Encerrar bloco de partos "não é necessário" porque as obras são num edifício anexo ao hospital

Mas a audição serviu também para Ayres de Campos expor as razões das suas reservas quanto ao plano que está no centro da polémica e considerar um "absurdo" apontá-lo como um obstáculo às obras planeadas no Santa Maria. "Se houve quem sempre defendeu a construção do novo bloco de partos fui eu e a dra. Luisa Pinto. Temos estado a trabalhar nisso desde há quatro anos", afirmou, citado pela Lusa.

Segundo o Expresso, o ex-diretor do departamento defendeu que o encerramento do bloco de partos no Santa Maria "não é necessário", dado que as obras "irão ser feitas num edifício anexo ao hospital”. Por outro lado, a comunicação às equipas para irem para o São Francisco Xavier já em agosto também não se compreende, pois "não vai haver obras em enfermarias antes de outubro". O especialista apontou ainda as dificuldades de acesso a um hospital que “não tem estação de metro, só há dois autocarros e uma hora de viagem”, além da falta de condições nas enfermarias pós-parto, com quatro camas por quarto e sem casa-de-banho ou a redução de 25% na capacidade de resposta unificada.

Ayres de Campos traçou ainda um retrato sombrio da situação atual das urgências obstétricas, afirmando que “no mínimo, as condições são débeis, para não dizer mais”. E também revelou que as escalas não cumprem os requisitos da Ordem dos Médicos, pois em vez dos cinco médicos por turno já houve turnos com apenas um especialista e um interno no início da formação. O médico também é crítico da medida da Direção Executiva do SNS de encerrar rotativamente as maternidades, considerando que "levam a mais transferências intra-hospitalares, com riscos, e de intervenções para que o trabalho de parto seja mais rápido, logo com mais cesarianas e mais partos instrumentados.”

Cordão humano marcado para quinta-feira de manhã

Para esta quinta-feira às 10h está marcado um cordão humano solidário pela obstetrícia do Hospital de Santa Maria e pelo respeito pelos profissionais de saúde e pelas grávidas. O objetivo é juntar profissionais e utentes no sentido de "impedir o encerramento da maternidade de Santa Maria e a transferência de grávidas para hospitais privados”, considerando "uma irresponsabilidade" o encerramento programado da maternidade nos meses de verão, "quando a falta de profissionais de Obstetrícia se acentua".

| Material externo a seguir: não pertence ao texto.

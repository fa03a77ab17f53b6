use async_trait::async_trait;
use serde::Serialize;
use sim::{PartialReadings, Readings, Sensor};

use crate::error::CollaboratorError;

#[derive(Clone, Debug, PartialEq, Serialize)]
pub struct AssistantReply {
    pub text: String,
    pub references: Vec<String>,
}

/// Free-text diagnostic assistant fed with the rack state and manual excerpts.
#[async_trait]
pub trait Assistant: Send + Sync {
    async fn ask(&self, system_state: &str, manual_context: &[String]) -> Result<AssistantReply, CollaboratorError>;
}

pub const PROMPT_TEMPLATE: &str = "\
You are a refrigeration system diagnostic assistant. Use the following context
to help diagnose the issue:

System State:
{system_state}

Relevant Manual Sections:
{manual_context}

Please provide:
1. Diagnosis
2. Confidence level (0-1.0)
3. Next steps
4. Safety warnings
5. Manual references

Format your response in a clear, structured way suitable for apprentice technicians.";

/// One `key: value unit` line per known reading, then the alarms.
pub fn format_system_state(readings: &PartialReadings) -> String {
    let mut lines: Vec<String> = Sensor::ALL
        .into_iter()
        .filter_map(|s| readings.reading(s).map(|v| format!("{}: {v} {}", s.key(), s.unit())))
        .collect();
    let alarms: Vec<&str> = readings.alarms.iter().map(String::as_str).collect();
    lines.push(format!("alarms: {}", alarms.join(", ")));
    lines.join("\n")
}

pub fn render_prompt(system_state: &str, manual_context: &[String]) -> String {
    PROMPT_TEMPLATE
        .replace("{system_state}", system_state)
        .replace("{manual_context}", &manual_context.join("\n"))
}
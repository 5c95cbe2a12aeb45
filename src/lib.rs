// SPDX-FileCopyrightText: 2024 Greenbone AG
//
// SPDX-License-Identifier: GPL-2.0-or-later

#![doc = include_str!("../README.md")]

pub mod filter;
pub mod models;
pub mod parser;
pub mod report;
pub mod scanner;
pub mod summary;
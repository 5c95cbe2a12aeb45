// SPDX-FileCopyrightText: 2024 Greenbone AG
//
// SPDX-License-Identifier: GPL-2.0-or-later

use std::path::PathBuf;

use scanreport::parser::ParseError;
use scanreport::report::ReportError;
use scanreport::scanner;

#[derive(Debug, thiserror::Error)]
pub enum CliError {
    #[error(transparent)]
    Scan(#[from] scanner::Error),
    #[error(transparent)]
    Parse(#[from] ParseError),
    #[error(transparent)]
    Report(#[from] ReportError),
    #[error(
        "unsupported report format: {} (expected .txt, .md, .html or .json)",
        .0.display()
    )]
    UnsupportedFormat(PathBuf),
    #[error("a target is required unless --input is given")]
    MissingTarget,
    #[error("{0}")]
    Io(#[from] std::io::Error),
}
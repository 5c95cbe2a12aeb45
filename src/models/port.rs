// SPDX-FileCopyrightText: 2024 Greenbone AG
//
// SPDX-License-Identifier: GPL-2.0-or-later

use serde::{Deserialize, Serialize};

use super::severity::{classify_finding, classify_port, risk_score, Severity};

/// Identification of the software listening on a port.
#[derive(Debug, Clone, PartialEq, Eq, Serialize, Deserialize)]
pub struct Service {
    /// Service name as reported by the scan engine
    #[serde(default = "unknown")]
    pub name: String,
    /// Product name, if detected
    #[serde(default)]
    pub product: String,
    /// Product version, if detected
    #[serde(default)]
    pub version: String,
    /// Additional free-form detection info
    #[serde(default)]
    pub extrainfo: String,
}

fn unknown() -> String {
    "unknown".to_string()
}

impl Default for Service {
    fn default() -> Self {
        Service {
            name: unknown(),
            product: String::new(),
            version: String::new(),
            extrainfo: String::new(),
        }
    }
}

/// A single script/probe result attached to a port.
///
/// The severity is not part of the scan output, it is derived from the
/// finding's own text when the finding is built.
#[derive(Debug, Clone, PartialEq, Eq, Serialize, Deserialize)]
pub struct Finding {
    /// Script id that produced the finding
    pub id: String,
    /// Free-text output of the script
    pub output: String,
    /// Derived severity tier
    #[serde(default)]
    pub severity: Severity,
}

impl Finding {
    /// Builds a finding and classifies it from its text.
    pub fn new(id: String, output: String) -> Self {
        let mut finding = Finding {
            id,
            output,
            severity: Severity::Info,
        };
        finding.severity = classify_finding(&finding);
        finding
    }
}

/// An open port of a host.
#[derive(Debug, Clone, PartialEq, Eq, Serialize, Deserialize)]
pub struct Port {
    /// Port number
    pub port: u16,
    /// Transport protocol
    pub protocol: String,
    /// State reported by the scan engine, always "open" after parsing
    pub state: String,
    /// Detected service, if any
    #[serde(skip_serializing_if = "Option::is_none", default)]
    pub service: Option<Service>,
    /// Script findings in report order
    #[serde(default)]
    pub findings: Vec<Finding>,
    /// Derived severity tier
    #[serde(default)]
    pub severity: Severity,
    /// Derived numeric weight
    #[serde(default)]
    pub risk_score: u32,
}

impl Port {
    /// Derives severity and risk score once all findings are attached.
    ///
    /// Pure over the port's own fields, so calling it again on an unchanged
    /// port yields the same values.
    pub fn classify(&mut self) {
        self.severity = classify_port(self);
        self.risk_score = risk_score(self);
    }
}
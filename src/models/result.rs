// SPDX-FileCopyrightText: 2024 Greenbone AG
//
// SPDX-License-Identifier: GPL-2.0-or-later

use serde::{Deserialize, Serialize};

use super::host::Host;

/// A complete parsed scan.
///
/// This is the aggregate handed to the filter engine and the report
/// renderers. Renderers read `severity` and `risk_score` as computed at
/// parse time and never recompute them.
#[derive(Debug, Clone, PartialEq, Eq, Serialize, Deserialize)]
pub struct ScanResult {
    /// Logical target label supplied by the caller
    pub target: String,
    /// Timestamp of the scan, preformatted
    pub scan_time: String,
    /// Version of the scan engine that produced the report
    pub scanner_version: String,
    /// Hosts that were up, in report order
    #[serde(default)]
    pub hosts: Vec<Host>,
    /// Sum of the host risk scores
    #[serde(default)]
    pub total_risk: u32,
}

impl ScanResult {
    /// Sums the host scores. Called once after all hosts are parsed.
    pub fn aggregate_risk(&mut self) {
        self.total_risk = self.hosts.iter().map(|host| host.risk_score).sum();
    }

    /// Re-derives host and scan totals from the current port set.
    ///
    /// Filtering keeps the parse-time totals as a snapshot of the unfiltered
    /// scan. Callers that need totals consistent with a filtered aggregate
    /// call this explicitly.
    pub fn recompute_totals(&mut self) {
        for host in &mut self.hosts {
            host.aggregate_risk();
        }
        self.aggregate_risk();
    }
}
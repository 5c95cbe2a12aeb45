// SPDX-FileCopyrightText: 2024 Greenbone AG
//
// SPDX-License-Identifier: GPL-2.0-or-later

//! Invocation of the external nmap process.
//!
//! The core never blocks on I/O; this module is the boundary that does. It
//! builds the command line for a scan profile, waits for the process with a
//! timeout and hands the XML output to the parser.

use std::path::{Path, PathBuf};
use std::str::FromStr;
use std::time::Duration;

use chrono::Local;
use tokio::process::Command;
use tokio::time::timeout;

use crate::models::ScanResult;
use crate::parser::{self, ParseError};
use crate::summary::{summarize, Summary};

const SCAN_TIMEOUT: Duration = Duration::from_secs(300);
const VERSION_CHECK_TIMEOUT: Duration = Duration::from_secs(5);
const TIME_FORMAT: &str = "%Y-%m-%d %H:%M:%S";

/// Scan profiles mapped to nmap argument sets.
#[derive(Debug, Clone, Copy, Default, PartialEq, Eq)]
pub enum ScanType {
    /// Version detection plus default scripts
    #[default]
    Basic,
    /// Version detection plus the vuln script category
    Vuln,
    /// Aggressive scan
    Aggressive,
}

impl ScanType {
    fn arguments(&self) -> &'static [&'static str] {
        match self {
            ScanType::Basic => &["-sV", "-sC"],
            ScanType::Vuln => &["-sV", "--script=vuln"],
            ScanType::Aggressive => &["-A"],
        }
    }

    /// Lowercase label as used on the CLI.
    pub fn as_str(&self) -> &'static str {
        match self {
            ScanType::Basic => "basic",
            ScanType::Vuln => "vuln",
            ScanType::Aggressive => "aggressive",
        }
    }
}

impl std::fmt::Display for ScanType {
    fn fmt(&self, f: &mut std::fmt::Formatter<'_>) -> std::fmt::Result {
        write!(f, "{}", self.as_str())
    }
}

impl FromStr for ScanType {
    type Err = String;

    fn from_str(s: &str) -> Result<Self, Self::Err> {
        match s.to_lowercase().as_str() {
            "basic" => Ok(ScanType::Basic),
            "vuln" => Ok(ScanType::Vuln),
            "aggressive" => Ok(ScanType::Aggressive),
            _ => Err(format!("unknown scan type: {s}")),
        }
    }
}

/// Failure while driving a scan or asking for its outcome.
#[derive(Debug, thiserror::Error)]
pub enum Error {
    /// nmap could not be found or did not respond to a version probe
    #[error("nmap is not installed or not in PATH")]
    NotInstalled,
    /// The scan exceeded the timeout
    #[error("scan timed out after {} seconds", SCAN_TIMEOUT.as_secs())]
    Timeout,
    /// nmap exited nonzero
    #[error("nmap scan failed: {0}")]
    Failed(String),
    /// The process could not be spawned or awaited
    #[error("unable to run nmap: {0}")]
    Io(#[from] std::io::Error),
    /// The scan output could not be parsed
    #[error(transparent)]
    Parse(#[from] ParseError),
    /// A summary was requested before any scan or parse
    #[error("no scan results available")]
    NoResults,
}

/// Wrapper for nmap scanning operations.
///
/// Keeps the last parsed result so summaries and reports can be derived
/// without re-running the scan.
#[derive(Debug, Default)]
pub struct NmapScanner {
    binary: Option<PathBuf>,
    last_result: Option<ScanResult>,
}

impl NmapScanner {
    pub fn new() -> Self {
        Self::default()
    }

    /// Uses an explicit nmap binary instead of resolving via PATH.
    pub fn with_binary(path: PathBuf) -> Self {
        NmapScanner {
            binary: Some(path),
            last_result: None,
        }
    }

    fn binary(&self) -> &Path {
        self.binary.as_deref().unwrap_or(Path::new("nmap"))
    }

    /// Verifies nmap is available on the system.
    pub async fn check_installed(&self) -> bool {
        let probe = Command::new(self.binary()).arg("--version").output();
        match timeout(VERSION_CHECK_TIMEOUT, probe).await {
            Ok(Ok(output)) => output.status.success(),
            _ => false,
        }
    }

    fn arguments(target: &str, scan_type: ScanType, ports: Option<&str>) -> Vec<String> {
        let mut args: Vec<String> = scan_type
            .arguments()
            .iter()
            .map(|arg| arg.to_string())
            .collect();
        if let Some(ports) = ports {
            args.push("-p".to_string());
            args.push(ports.to_string());
        }
        // XML to stdout for parsing
        args.push("-oX".to_string());
        args.push("-".to_string());
        args.push(target.to_string());
        args
    }

    /// Executes an nmap scan and parses its XML output.
    pub async fn scan_target(
        &mut self,
        target: &str,
        scan_type: ScanType,
        ports: Option<&str>,
    ) -> Result<&ScanResult, Error> {
        if !self.check_installed().await {
            return Err(Error::NotInstalled);
        }
        let args = Self::arguments(target, scan_type, ports);
        tracing::debug!(?args, "starting nmap");
        let output = timeout(SCAN_TIMEOUT, Command::new(self.binary()).args(&args).output())
            .await
            .map_err(|_| Error::Timeout)??;
        if !output.status.success() {
            return Err(Error::Failed(
                String::from_utf8_lossy(&output.stderr).into_owned(),
            ));
        }
        let scan_time = Local::now().format(TIME_FORMAT).to_string();
        let result = parser::parse_report(output.stdout.as_slice(), target, &scan_time)?;
        tracing::info!(
            hosts = result.hosts.len(),
            total_risk = result.total_risk,
            "scan finished"
        );
        Ok(&*self.last_result.insert(result))
    }

    /// Parses an existing nmap XML report, `.gz` accepted, for offline
    /// analysis. The label defaults to "offline" when no target is given.
    pub fn parse_file(
        &mut self,
        path: &Path,
        target: Option<&str>,
    ) -> Result<&ScanResult, Error> {
        let scan_time = Local::now().format(TIME_FORMAT).to_string();
        let result = parser::parse_file(path, target.unwrap_or("offline"), &scan_time)?;
        Ok(&*self.last_result.insert(result))
    }

    /// The last parsed result, if any.
    pub fn last_result(&self) -> Option<&ScanResult> {
        self.last_result.as_ref()
    }

    /// Mutable access for in-place filtering and sorting.
    pub fn last_result_mut(&mut self) -> Option<&mut ScanResult> {
        self.last_result.as_mut()
    }

    /// Summary of the last scan.
    ///
    /// Asking before any scan or parse is a usage error.
    pub fn summary(&self) -> Result<Summary, Error> {
        self.last_result
            .as_ref()
            .map(summarize)
            .ok_or(Error::NoResults)
    }
}

#[cfg(test)]
mod tests {
    use super::*;

    #[test]
    fn basic_scan_arguments() {
        assert_eq!(
            NmapScanner::arguments("192.0.2.10", ScanType::Basic, None),
            vec!["-sV", "-sC", "-oX", "-", "192.0.2.10"]
        );
    }

    #[test]
    fn vuln_scan_arguments_with_ports() {
        assert_eq!(
            NmapScanner::arguments("192.0.2.10", ScanType::Vuln, Some("80,443")),
            vec!["-sV", "--script=vuln", "-p", "80,443", "-oX", "-", "192.0.2.10"]
        );
    }

    #[test]
    fn aggressive_scan_arguments() {
        assert_eq!(
            NmapScanner::arguments("example.com", ScanType::Aggressive, Some("1-1000")),
            vec!["-A", "-p", "1-1000", "-oX", "-", "example.com"]
        );
    }

    #[test]
    fn summary_before_scan_is_a_usage_error() {
        let scanner = NmapScanner::new();
        assert!(matches!(scanner.summary(), Err(Error::NoResults)));
    }

    #[test]
    fn summary_after_parse() {
        let mut scanner = NmapScanner::new();
        let xml = "<nmaprun version=\"7.94\"/>";
        let dir = std::env::temp_dir().join("scanreport-scanner-test");
        std::fs::create_dir_all(&dir).unwrap();
        let path = dir.join("empty.xml");
        std::fs::write(&path, xml).unwrap();
        scanner.parse_file(&path, Some("replay")).unwrap();
        let summary = scanner.summary().unwrap();
        assert_eq!(summary.target, "replay");
        assert_eq!(summary.host_count, 0);
    }
}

Os promotores consideram ainda que “o plano para a reorganização da obstetrícia na região de Lisboa resultou na transferência de grávidas para os hospitais privados e todo o processo foi uma confusão, que envolveu o despedimento de chefias por delito de opinião, em que os profissionais nunca foram ouvidos, mesmo quando apresentaram soluções alternativas ao encerramento.” E chamam a atenção para as insuficiências na urgências de obstetrícia na região de Lisboa que duram há anos, antes de concluírem que "o problema é um e só um: faltam profissionais de saúde no SNS”.